(Task goal):
When a line in the records contains the string "invalid", copy that line.

(Data supplied):
[Start of Attachment]

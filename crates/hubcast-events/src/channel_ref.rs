//! Reply-able thread identifiers.
//!
//! Channel identifiers use the stable format `owner/repo:kind:number` and
//! must round-trip bit-exact for downstream compatibility.

use std::fmt;

use anyhow::{bail, Result};
use serde::{Deserialize, Serialize};

#[derive(Debug, Clone, Copy, PartialEq, Eq, Serialize, Deserialize)]
/// Thread kind segment of a channel identifier.
pub enum ThreadKind {
    Issues,
    Pull,
    Discussions,
}

impl ThreadKind {
    pub fn as_str(&self) -> &'static str {
        match self {
            Self::Issues => "issues",
            Self::Pull => "pull",
            Self::Discussions => "discussions",
        }
    }

    fn parse(raw: &str) -> Option<Self> {
        match raw {
            "issues" => Some(Self::Issues),
            "pull" => Some(Self::Pull),
            "discussions" => Some(Self::Discussions),
            _ => None,
        }
    }
}

#[derive(Debug, Clone, PartialEq, Eq, Serialize, Deserialize)]
/// Parsed channel identifier pointing at one issue, pull request, or
/// discussion thread.
pub struct ChannelRef {
    pub owner: String,
    pub repo: String,
    pub kind: ThreadKind,
    pub number: u64,
}

impl ChannelRef {
    pub fn new(owner: &str, repo: &str, kind: ThreadKind, number: u64) -> Self {
        Self {
            owner: owner.to_string(),
            repo: repo.to_string(),
            kind,
            number,
        }
    }

    /// Parses `owner/repo:kind:number`; anything else fails.
    pub fn parse(raw: &str) -> Result<Self> {
        let parts: Vec<&str> = raw.split(':').collect();
        if parts.len() != 3 {
            bail!("invalid channel id '{raw}', expected owner/repo:kind:number");
        }
        let Some((owner, repo)) = parts[0].split_once('/') else {
            bail!("invalid channel id '{raw}', missing owner/repo prefix");
        };
        if owner.is_empty() || repo.is_empty() || repo.contains('/') {
            bail!("invalid channel id '{raw}', malformed owner/repo prefix");
        }
        let Some(kind) = ThreadKind::parse(parts[1]) else {
            bail!("invalid channel id '{raw}', unknown thread kind '{}'", parts[1]);
        };
        let Ok(number) = parts[2].parse::<u64>() else {
            bail!("invalid channel id '{raw}', non-numeric thread number");
        };
        Ok(Self::new(owner, repo, kind, number))
    }
}

impl fmt::Display for ChannelRef {
    fn fmt(&self, formatter: &mut fmt::Formatter<'_>) -> fmt::Result {
        write!(
            formatter,
            "{}/{}:{}:{}",
            self.owner,
            self.repo,
            self.kind.as_str(),
            self.number
        )
    }
}

#[cfg(test)]
mod tests {
    use super::{ChannelRef, ThreadKind};

    #[test]
    fn unit_channel_ref_parse_round_trips() {
        let channel = ChannelRef::parse("octo/repo:issues:42").expect("parse channel");
        assert_eq!(channel.owner, "octo");
        assert_eq!(channel.repo, "repo");
        assert_eq!(channel.kind, ThreadKind::Issues);
        assert_eq!(channel.number, 42);
        assert_eq!(channel.to_string(), "octo/repo:issues:42");
    }

    #[test]
    fn unit_channel_ref_parse_accepts_all_thread_kinds() {
        for (raw, kind) in [
            ("o/r:issues:1", ThreadKind::Issues),
            ("o/r:pull:2", ThreadKind::Pull),
            ("o/r:discussions:3", ThreadKind::Discussions),
        ] {
            let channel = ChannelRef::parse(raw).expect("parse channel");
            assert_eq!(channel.kind, kind);
        }
    }

    #[test]
    fn unit_channel_ref_parse_rejects_malformed_ids() {
        for raw in [
            "octo/repo:issues",
            "octo/repo:issues:42:extra",
            "octorepo:issues:42",
            "/repo:issues:42",
            "octo/:issues:42",
            "octo/repo:tickets:42",
            "octo/repo:issues:nan",
        ] {
            assert!(ChannelRef::parse(raw).is_err(), "expected failure for {raw}");
        }
    }
}
//! `hubcast` binary: GitHub activity bridge with stdout event delivery.

use std::path::PathBuf;
use std::sync::Arc;
use std::time::Duration;

use anyhow::{bail, Context, Result};
use async_trait::async_trait;
use clap::Parser;
use serde::Deserialize;
use serde_json::json;
use tracing::level_filters::LevelFilter;
use tracing_subscriber::EnvFilter;

use hubcast_events::canonical_event::CanonicalEvent;
use hubcast_runtime::{
    run_activity_bridge, ActivityBridgeConfig, ChannelMessage, EventSink,
    DEFAULT_PROCESSED_EVENT_CAP,
};

#[derive(Debug, Parser)]
#[command(
    name = "hubcast",
    about = "Bridges GitHub repository activity into channel events on stdout",
    version
)]
struct BridgeArgs {
    #[arg(
        long,
        env = "HUBCAST_CONFIG",
        help = "Optional TOML config file; command-line flags take precedence"
    )]
    config: Option<PathBuf>,

    #[arg(
        long = "repo",
        env = "HUBCAST_REPOS",
        value_delimiter = ',',
        help = "Repository to bridge in owner/repo form; repeatable"
    )]
    repo: Vec<String>,

    #[arg(
        long = "github-token",
        env = "GITHUB_TOKEN",
        help = "GitHub token used for all API calls"
    )]
    github_token: Option<String>,

    #[arg(
        long = "interval-seconds",
        env = "HUBCAST_INTERVAL_SECONDS",
        help = "Seconds between poll cycles (default 60)"
    )]
    interval_seconds: Option<u64>,

    #[arg(
        long = "api-base",
        env = "HUBCAST_API_BASE",
        help = "GitHub REST API base URL (default https://api.github.com)"
    )]
    api_base: Option<String>,

    #[arg(
        long = "graphql-url",
        env = "HUBCAST_GRAPHQL_URL",
        help = "GitHub GraphQL endpoint (default https://api.github.com/graphql)"
    )]
    graphql_url: Option<String>,

    #[arg(
        long = "bot-login",
        env = "HUBCAST_BOT_LOGIN",
        help = "Override the authenticated login used for self-event suppression"
    )]
    bot_login: Option<String>,

    #[arg(
        long = "request-timeout-ms",
        env = "HUBCAST_REQUEST_TIMEOUT_MS",
        help = "Per-request timeout in milliseconds (default 30000)"
    )]
    request_timeout_ms: Option<u64>,

    #[arg(
        long = "processed-event-cap",
        env = "HUBCAST_PROCESSED_EVENT_CAP",
        help = "Per-repository dedup window size (default 100)"
    )]
    processed_event_cap: Option<usize>,

    #[arg(long, help = "Log outbound messages instead of posting them")]
    silent: bool,

    #[arg(long = "poll-once", help = "Run a single poll cycle after the baseline and exit")]
    poll_once: bool,
}

#[derive(Debug, Default, Deserialize)]
#[serde(deny_unknown_fields)]
struct BridgeFileConfig {
    #[serde(default)]
    repositories: Vec<String>,
    github_token: Option<String>,
    interval_seconds: Option<u64>,
    api_base: Option<String>,
    graphql_url: Option<String>,
    bot_login: Option<String>,
    request_timeout_ms: Option<u64>,
    processed_event_cap: Option<usize>,
    silent: Option<bool>,
    poll_once: Option<bool>,
}

fn load_file_config(path: Option<&PathBuf>) -> Result<BridgeFileConfig> {
    let Some(path) = path else {
        return Ok(BridgeFileConfig::default());
    };
    let raw = std::fs::read_to_string(path)
        .with_context(|| format!("failed to read config file {}", path.display()))?;
    toml::from_str(&raw).with_context(|| format!("invalid config file {}", path.display()))
}

/// Merges command-line flags over the file config and applies defaults.
fn resolve_config(args: &BridgeArgs, file: &BridgeFileConfig) -> Result<ActivityBridgeConfig> {
    let Some(token) = args
        .github_token
        .clone()
        .or_else(|| file.github_token.clone())
    else {
        bail!("a github token is required (--github-token or GITHUB_TOKEN)");
    };
    let repositories = if args.repo.is_empty() {
        file.repositories.clone()
    } else {
        args.repo.clone()
    };
    if repositories.is_empty() {
        bail!("no repositories configured (--repo or the config file's repositories list)");
    }
    let interval_seconds = args
        .interval_seconds
        .or(file.interval_seconds)
        .unwrap_or(60)
        .max(1);
    Ok(ActivityBridgeConfig {
        api_base: args
            .api_base
            .clone()
            .or_else(|| file.api_base.clone())
            .unwrap_or_else(|| "https://api.github.com".to_string()),
        graphql_url: args
            .graphql_url
            .clone()
            .or_else(|| file.graphql_url.clone())
            .unwrap_or_else(|| "https://api.github.com/graphql".to_string()),
        token,
        repositories,
        poll_interval: Duration::from_secs(interval_seconds),
        request_timeout_ms: args
            .request_timeout_ms
            .or(file.request_timeout_ms)
            .unwrap_or(30_000),
        processed_event_cap: args
            .processed_event_cap
            .or(file.processed_event_cap)
            .unwrap_or(DEFAULT_PROCESSED_EVENT_CAP),
        silent_mode: args.silent || file.silent.unwrap_or(false),
        bot_login: args.bot_login.clone().or_else(|| file.bot_login.clone()),
        poll_once: args.poll_once || file.poll_once.unwrap_or(false),
    })
}

/// Emits every delivery as one JSON object per line on stdout.
struct StdoutEventSink;

#[async_trait]
impl EventSink for StdoutEventSink {
    async fn deliver_event(&self, topic: &str, event: &CanonicalEvent) -> Result<()> {
        let line = serde_json::to_string(&json!({
            "stream": "event",
            "topic": topic,
            "event": event,
        }))
        .context("failed to serialize event")?;
        println!("{line}");
        Ok(())
    }

    async fn deliver_message(&self, message: &ChannelMessage) -> Result<()> {
        let line = serde_json::to_string(&json!({
            "stream": "message",
            "message": message,
        }))
        .context("failed to serialize message")?;
        println!("{line}");
        Ok(())
    }
}

fn init_tracing() {
    let env_filter = EnvFilter::builder()
        .with_default_directive(LevelFilter::WARN.into())
        .from_env_lossy();

    tracing_subscriber::fmt()
        .with_env_filter(env_filter)
        .with_target(false)
        .compact()
        .init();
}

#[tokio::main]
async fn main() -> Result<()> {
    init_tracing();
    let args = BridgeArgs::parse();
    let file = load_file_config(args.config.as_ref())?;
    let config = resolve_config(&args, &file)?;
    run_activity_bridge(config, Arc::new(StdoutEventSink)).await
}

#[cfg(test)]
mod tests {
    use super::*;

    fn base_args() -> BridgeArgs {
        BridgeArgs::parse_from(["hubcast", "--github-token", "t", "--repo", "a/b"])
    }

    #[test]
    fn unit_resolve_config_applies_defaults() {
        let config =
            resolve_config(&base_args(), &BridgeFileConfig::default()).expect("config");
        assert_eq!(config.api_base, "https://api.github.com");
        assert_eq!(config.graphql_url, "https://api.github.com/graphql");
        assert_eq!(config.poll_interval, Duration::from_secs(60));
        assert_eq!(config.request_timeout_ms, 30_000);
        assert_eq!(config.processed_event_cap, DEFAULT_PROCESSED_EVENT_CAP);
        assert!(!config.silent_mode);
        assert!(!config.poll_once);
        assert_eq!(config.repositories, vec!["a/b".to_string()]);
    }

    #[test]
    fn unit_flags_take_precedence_over_file_values() {
        let args = BridgeArgs::parse_from([
            "hubcast",
            "--github-token",
            "flag-token",
            "--repo",
            "flag/repo",
            "--interval-seconds",
            "5",
            "--silent",
        ]);
        let file = BridgeFileConfig {
            repositories: vec!["file/repo".to_string()],
            github_token: Some("file-token".to_string()),
            interval_seconds: Some(300),
            api_base: Some("https://ghe.example/api/v3".to_string()),
            ..BridgeFileConfig::default()
        };
        let config = resolve_config(&args, &file).expect("config");
        assert_eq!(config.token, "flag-token");
        assert_eq!(config.repositories, vec!["flag/repo".to_string()]);
        assert_eq!(config.poll_interval, Duration::from_secs(5));
        assert!(config.silent_mode);
        // File values survive where no flag was given.
        assert_eq!(config.api_base, "https://ghe.example/api/v3");
    }

    #[test]
    fn unit_missing_token_and_repositories_are_rejected() {
        let args = BridgeArgs::parse_from(["hubcast", "--repo", "a/b"]);
        assert!(resolve_config(&args, &BridgeFileConfig::default()).is_err());

        let args = BridgeArgs::parse_from(["hubcast", "--github-token", "t"]);
        assert!(resolve_config(&args, &BridgeFileConfig::default()).is_err());
    }

    #[test]
    fn functional_config_file_round_trips_through_resolution() {
        let dir = tempfile::tempdir().expect("tempdir");
        let path = dir.path().join("hubcast.toml");
        std::fs::write(
            &path,
            r#"
repositories = ["acme/site", "acme/tools"]
github_token = "file-token"
interval_seconds = 120
bot_login = "hubot"
poll_once = true
"#,
        )
        .expect("write config");

        let args = BridgeArgs::parse_from(["hubcast"]);
        let file = load_file_config(Some(&path)).expect("file config");
        let config = resolve_config(&args, &file).expect("config");
        assert_eq!(config.token, "file-token");
        assert_eq!(
            config.repositories,
            vec!["acme/site".to_string(), "acme/tools".to_string()]
        );
        assert_eq!(config.poll_interval, Duration::from_secs(120));
        assert_eq!(config.bot_login.as_deref(), Some("hubot"));
        assert!(config.poll_once);
    }

    #[test]
    fn unit_unknown_config_keys_are_rejected() {
        let parsed: Result<BridgeFileConfig, _> = toml::from_str("unknown_key = 1");
        assert!(parsed.is_err());
    }
}
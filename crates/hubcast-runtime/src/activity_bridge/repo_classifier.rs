use tracing::{error, info, warn};

use hubcast_events::canonical_event::RepoRef;

use super::github_api_client::GithubApiClient;

#[derive(Debug, Clone, Copy, PartialEq, Eq)]
/// Whether the bridge administers a repository (fast feed available) or only
/// watches it through the notification feed.
pub enum Ownership {
    Owned,
    Watched,
}

#[derive(Debug, Clone)]
/// One classified repository. Immutable for the lifetime of the process.
pub struct RepositoryTarget {
    pub repo: RepoRef,
    pub ownership: Ownership,
}

impl RepositoryTarget {
    pub fn is_owned(&self) -> bool {
        self.ownership == Ownership::Owned
    }
}

/// Resolves each configured repository string and classifies it.
///
/// Malformed identifiers, wildcards, and repositories that fail to resolve
/// are dropped; classification runs once at startup and is never repeated.
pub async fn classify_repositories(
    client: &GithubApiClient,
    configured: &[String],
    bot_login: &str,
) -> Vec<RepositoryTarget> {
    let mut targets = Vec::new();
    for raw in configured {
        let repo = match RepoRef::parse(raw) {
            Ok(repo) => repo,
            Err(error) => {
                warn!("skipping malformed repository '{raw}': {error}");
                continue;
            }
        };
        if repo.owner == "*" || repo.name == "*" {
            warn!(
                "wildcard repository '{}' is not supported in pull mode, skipping",
                repo.as_slug()
            );
            continue;
        }
        match client.get_repository(&repo).await {
            Ok(metadata) => {
                let permissions = metadata.permissions.unwrap_or_default();
                let owned =
                    metadata.owner.login == bot_login || permissions.admin || permissions.push;
                if owned {
                    targets.push(RepositoryTarget {
                        repo,
                        ownership: Ownership::Owned,
                    });
                } else {
                    if let Err(error) = client.set_repository_subscription(&repo).await {
                        warn!(
                            "failed to subscribe to all activity on {}: {error}",
                            repo.as_slug()
                        );
                    }
                    info!("watching {} through the notification feed", repo.as_slug());
                    targets.push(RepositoryTarget {
                        repo,
                        ownership: Ownership::Watched,
                    });
                }
            }
            Err(error) if error.status() == Some(404) => {
                warn!(
                    "repository {} not found or not accessible, skipping",
                    repo.as_slug()
                );
            }
            Err(error) if error.is_transient() => {
                warn!(
                    "transient failure resolving repository {}, skipping: {error}",
                    repo.as_slug()
                );
            }
            Err(error) => {
                error!("failed to resolve repository {}: {error}", repo.as_slug());
            }
        }
    }
    targets
}
impl ActivityBridgeHandle {
    pub fn spawn(config: ActivityBridgeConfig, sink: Arc<dyn EventSink>) -> Self {
        let (shutdown, shutdown_rx) = watch::channel(false);
        let task = tokio::spawn(async move {
            let mut bridge = ActivityBridge::new(config, sink).await?;
            bridge.run(shutdown_rx).await
        });
        Self { shutdown, task }
    }

    /// Requests shutdown. Safe to call repeatedly or after the task exited.
    pub fn stop(&self) {
        let _ = self.shutdown.send(true);
    }

    pub async fn join(self) -> Result<()> {
        self.task.await.context("bridge task panicked")?
    }
}

/// The bridge runtime. One instance per process; all mutable state (dedup
/// windows, classified targets) is owned here and mutated only on the poll
/// path.
pub struct ActivityBridge {
    config: ActivityBridgeConfig,
    client: GithubApiClient,
    dispatcher: EventDispatcher,
    bot: EventActor,
    targets: Vec<RepositoryTarget>,
    processed: ProcessedEventStore,
}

[End of Attachment]

(Solved problem):
            bail!("invalid channel id '{raw}', expected owner/repo:kind:number");
            bail!("invalid channel id '{raw}', missing owner/repo prefix");
            bail!("invalid channel id '{raw}', malformed owner/repo prefix");
            bail!("invalid channel id '{raw}', unknown thread kind '{}'", parts[1]);
            bail!("invalid channel id '{raw}', non-numeric thread number");
    toml::from_str(&raw).with_context(|| format!("invalid config file {}", path.display()))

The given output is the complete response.